:: INPUT MATERIAL

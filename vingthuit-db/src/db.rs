use std::collections::HashMap;
use std::path::Path;

use anyhow::{Context, Result};
use rusqlite::Connection;

use crate::models::{DrawRecord, Source, Verdict};

const SCHEMA: &str = "
CREATE TABLE IF NOT EXISTS draws (
    section    TEXT PRIMARY KEY,
    open_time  TEXT NOT NULL,
    code_1     INTEGER NOT NULL DEFAULT 0,
    code_2     INTEGER NOT NULL DEFAULT 0,
    code_3     INTEGER NOT NULL DEFAULT 0,
    code_4     INTEGER NOT NULL DEFAULT 0,
    code_5     INTEGER NOT NULL DEFAULT 0,
    code_6     INTEGER NOT NULL DEFAULT 0,
    code_7     INTEGER NOT NULL DEFAULT 0,
    code_8     INTEGER NOT NULL DEFAULT 0,
    code_9     INTEGER NOT NULL DEFAULT 0,
    code_10    INTEGER NOT NULL DEFAULT 0
);

CREATE TABLE IF NOT EXISTS predictions (
    source   TEXT NOT NULL,
    section  TEXT NOT NULL,
    label    TEXT NOT NULL,
    verdict  TEXT,
    PRIMARY KEY (source, section)
);
";

pub fn db_path() -> std::path::PathBuf {
    let mut path = std::env::current_dir().unwrap_or_default();
    path.push("data");
    path.push("vingthuit.db");
    path
}

pub fn open_db(path: &Path) -> Result<Connection> {
    if let Some(parent) = path.parent() {
        std::fs::create_dir_all(parent)
            .with_context(|| format!("Impossible de créer le répertoire {:?}", parent))?;
    }
    let conn = Connection::open(path)
        .with_context(|| format!("Impossible d'ouvrir la base {:?}", path))?;
    Ok(conn)
}

pub fn migrate(conn: &Connection) -> Result<()> {
    conn.execute_batch(SCHEMA).context("Échec de la migration")?;
    Ok(())
}

pub fn insert_record(conn: &Connection, record: &DrawRecord) -> Result<bool> {
    let code = |i: usize| record.codes.get(i).copied().unwrap_or(0);
    let changed = conn
        .execute(
            "INSERT OR IGNORE INTO draws (section, open_time, code_1, code_2, code_3, code_4, code_5, code_6, code_7, code_8, code_9, code_10)
             VALUES (?1, ?2, ?3, ?4, ?5, ?6, ?7, ?8, ?9, ?10, ?11, ?12)",
            rusqlite::params![
                record.section,
                record.open_time,
                code(0),
                code(1),
                code(2),
                code(3),
                code(4),
                code(5),
                code(6),
                code(7),
                code(8),
                code(9),
            ],
        )
        .context("Échec de l'insertion")?;
    Ok(changed > 0)
}

pub fn fetch_last_records(conn: &Connection, limit: u32) -> Result<Vec<DrawRecord>> {
    let mut stmt = conn.prepare(
        "SELECT section, open_time, code_1, code_2, code_3, code_4, code_5, code_6, code_7, code_8, code_9, code_10
         FROM draws ORDER BY open_time DESC, section DESC LIMIT ?1",
    )?;
    let records = stmt
        .query_map([limit], |row| {
            let mut codes = Vec::with_capacity(10);
            for i in 0..10 {
                codes.push(row.get::<_, u8>(2 + i)?);
            }
            Ok(DrawRecord {
                section: row.get(0)?,
                open_time: row.get(1)?,
                codes,
            })
        })?
        .collect::<Result<Vec<_>, _>>()?;
    Ok(records)
}

pub fn count_records(conn: &Connection) -> Result<u32> {
    let count: u32 = conn.query_row("SELECT COUNT(*) FROM draws", [], |row| row.get(0))?;
    Ok(count)
}

/// Enregistre (ou remplace) une prédiction pour une source et une période.
pub fn upsert_prediction(
    conn: &Connection,
    source: Source,
    section: &str,
    label: &str,
    verdict: Option<Verdict>,
) -> Result<()> {
    conn.execute(
        "INSERT OR REPLACE INTO predictions (source, section, label, verdict)
         VALUES (?1, ?2, ?3, ?4)",
        rusqlite::params![source.as_str(), section, label, verdict.map(Verdict::as_str)],
    )
    .context("Échec de l'enregistrement de la prédiction")?;
    Ok(())
}

/// Journal complet d'une source : période -> (étiquette, verdict éventuel).
pub fn fetch_predictions(
    conn: &Connection,
    source: Source,
) -> Result<HashMap<String, (String, Option<Verdict>)>> {
    let mut stmt =
        conn.prepare("SELECT section, label, verdict FROM predictions WHERE source = ?1")?;
    let rows = stmt
        .query_map([source.as_str()], |row| {
            Ok((
                row.get::<_, String>(0)?,
                row.get::<_, String>(1)?,
                row.get::<_, Option<String>>(2)?,
            ))
        })?
        .collect::<Result<Vec<_>, _>>()?;

    let mut predictions = HashMap::new();
    for (section, label, verdict) in rows {
        let verdict = verdict.as_deref().and_then(Verdict::parse);
        predictions.insert(section, (label, verdict));
    }
    Ok(predictions)
}

#[cfg(test)]
mod tests {
    use super::*;

    fn test_record(section: &str, open_time: &str) -> DrawRecord {
        DrawRecord {
            section: section.to_string(),
            open_time: open_time.to_string(),
            codes: vec![5, 9, 3, 0, 0, 0, 0, 0, 0, 0],
        }
    }

    #[test]
    fn test_insert_and_count() {
        let conn = Connection::open_in_memory().unwrap();
        migrate(&conn).unwrap();
        assert_eq!(count_records(&conn).unwrap(), 0);

        insert_record(&conn, &test_record("3301", "2026-08-29 10:00:00")).unwrap();
        assert_eq!(count_records(&conn).unwrap(), 1);
    }

    #[test]
    fn test_duplicate_section_ignored() {
        let conn = Connection::open_in_memory().unwrap();
        migrate(&conn).unwrap();

        assert!(insert_record(&conn, &test_record("3301", "2026-08-29 10:00:00")).unwrap());
        assert!(!insert_record(&conn, &test_record("3301", "2026-08-29 10:00:00")).unwrap());
        assert_eq!(count_records(&conn).unwrap(), 1);
    }

    #[test]
    fn test_fetch_order_newest_first() {
        let conn = Connection::open_in_memory().unwrap();
        migrate(&conn).unwrap();

        insert_record(&conn, &test_record("3301", "2026-08-29 10:00:00")).unwrap();
        insert_record(&conn, &test_record("3303", "2026-08-29 10:07:00")).unwrap();
        insert_record(&conn, &test_record("3302", "2026-08-29 10:03:30")).unwrap();

        let records = fetch_last_records(&conn, 10).unwrap();
        assert_eq!(records.len(), 3);
        assert_eq!(records[0].section, "3303");
        assert_eq!(records[1].section, "3302");
        assert_eq!(records[2].section, "3301");
    }

    #[test]
    fn test_short_codes_padded_with_zero() {
        let conn = Connection::open_in_memory().unwrap();
        migrate(&conn).unwrap();

        let mut record = test_record("3301", "2026-08-29 10:00:00");
        record.codes = vec![7, 2];
        insert_record(&conn, &record).unwrap();

        let fetched = fetch_last_records(&conn, 1).unwrap();
        assert_eq!(fetched[0].codes, vec![7, 2, 0, 0, 0, 0, 0, 0, 0, 0]);
    }

    #[test]
    fn test_prediction_upsert_and_fetch() {
        let conn = Connection::open_in_memory().unwrap();
        migrate(&conn).unwrap();

        upsert_prediction(&conn, Source::KillGroup, "3302", "odd + high-even", None).unwrap();
        upsert_prediction(
            &conn,
            Source::KillGroup,
            "3302",
            "odd + high-even",
            Some(Verdict::Hit),
        )
        .unwrap();
        upsert_prediction(&conn, Source::Ai, "3302", "low-even", None).unwrap();

        let kill = fetch_predictions(&conn, Source::KillGroup).unwrap();
        assert_eq!(kill.len(), 1);
        assert_eq!(
            kill.get("3302"),
            Some(&("odd + high-even".to_string(), Some(Verdict::Hit)))
        );

        let ai = fetch_predictions(&conn, Source::Ai).unwrap();
        assert_eq!(ai.get("3302"), Some(&("low-even".to_string(), None)));
    }
}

::::

(WORK ITEM)
Reproduce exactly the stretch of the material above that starts at the line with "CREATE TABLE IF NOT EXISTS predictions" and ends at the line with "if let Some(parent)", both included, and nothing else.

(WORKED SOLUTION)
CREATE TABLE IF NOT EXISTS predictions (
    source   TEXT NOT NULL,
    section  TEXT NOT NULL,
    label    TEXT NOT NULL,
    verdict  TEXT,
    PRIMARY KEY (source, section)
);
";

pub fn db_path() -> std::path::PathBuf {
    let mut path = std::env::current_dir().unwrap_or_default();
    path.push("data");
    path.push("vingthuit.db");
    path
}

pub fn open_db(path: &Path) -> Result<Connection> {
    if let Some(parent) = path.parent() {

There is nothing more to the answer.